The film's American-based English screenwriter David Seidler has New Zealand connections. He has a son here and his former wife and screenwriting partner, Jacqueline Feather, is an expatriate Kiwi who now practices as a psychoanalyst in California.
Seidler could well take away the Best Original Screenplay on the night. After all, it's been a long-held dream project of his, awaiting the expiration of the Queen Mother before it could be made into a film.
Funnily enough, Seidler and Feather's past co-write was a 1999 cartoon version of the musical The King and I, the storyline of which The King's Speech somewhat resembles.
But it shouldn't win best flick. And not just because the Aussie and English media will be as insufferable as we were back when Return of the King won 11 Oscars if it does.

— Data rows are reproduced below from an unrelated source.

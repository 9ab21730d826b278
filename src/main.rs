//! Cardcraft - Workshop card toolkit
//!
//! Command-line front end for designing workshop cards, managing templates
//! and sessions, previewing print layouts, and aggregating scanned
//! participant responses.

use anyhow::Result;
use clap::{Parser, Subcommand};
use std::path::PathBuf;

use cardcraft::cli::{
    AnalyticsArgs, CliStore, DataArgs, PrintArgs, ScanArgs, SessionArgs, TemplateArgs,
};
use cardcraft::clock::SystemClock;
use cardcraft::config::Config;
use cardcraft::store::{DataStore, FileBackend};

/// Cardcraft - Workshop card toolkit
#[derive(Parser, Debug)]
#[command(author, version, about, long_about = None)]
struct Cli {
    /// Override the data directory
    #[arg(long, global = true, value_name = "DIR")]
    data_dir: Option<PathBuf>,

    #[command(subcommand)]
    command: Command,
}

#[derive(Subcommand, Debug)]
enum Command {
    /// Manage card templates
    Template(TemplateArgs),
    /// Manage workshop sessions
    Session(SessionArgs),
    /// Compute a print layout for a template
    Print(PrintArgs),
    /// Summarize session responses
    Analytics(AnalyticsArgs),
    /// Encode and decode QR payloads
    Scan(ScanArgs),
    /// Import, export, and reset stored data
    Data(DataArgs),
}

fn open_store(config: &Config, data_dir: Option<PathBuf>) -> Result<CliStore> {
    let data_dir = match data_dir {
        Some(dir) => dir,
        None => config.data_dir()?,
    };
    Ok(DataStore::new(FileBackend::new(data_dir)?, SystemClock))
}

fn main() -> Result<()> {
    let cli = Cli::parse();

    // Scan commands are pure; they never touch configuration or the store
    if let Command::Scan(args) = &cli.command {
        return args.execute();
    }

    let config = Config::load()?;
    let mut store = open_store(&config, cli.data_dir)?;

    match cli.command {
        Command::Template(args) => args.execute(&mut store),
        Command::Session(args) => args.execute(&mut store),
        Command::Print(args) => args.execute(&store, &config),
        Command::Analytics(args) => args.execute(&store),
        Command::Scan(_) => unreachable!("handled above"),
        Command::Data(args) => args.execute(&mut store),
    }
}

It's because while it's a very good picture, it's not the best picture. It's not even the second best picture of the 10 - that's three-way a tie between The Social Network, True Grit and Winter's Bone. Yes really.
No, the best picture is Toy Story 3. Yes, the 3D kiddie cartoon. The one with Barbie and Ken. The one that made grown men cry and ended the greatest animated trilogy ever. One made by a company, Pixar, whose successes, which began with the first Toy Story, started a golden age of big screen animation.
Toy Story 3 is only the third animated film nominated in the Best Picture category after Beauty and the Beast in 1992 and Up last year. Pixar's Wall-E was snubbed in 2009. And Toy Story 3 is better than all of those.
If Return of the King's many prizes saluted that entire trilogy, then surely Toy Story 3 deserves the same.
It's also bigger than any other picture in the Oscars. Having grossed more than US$1 billion ($1.3 billion) it's US$200 million ahead of the next biggest, Inception.
It's funnier than any other movie in that list. It had more laughs in its prologue than the three hours-plus of next Monday's Oscar ceremony will. It comes with no risk of its actors giving a tearful thanks to their agent, dog walker and pilates instructor.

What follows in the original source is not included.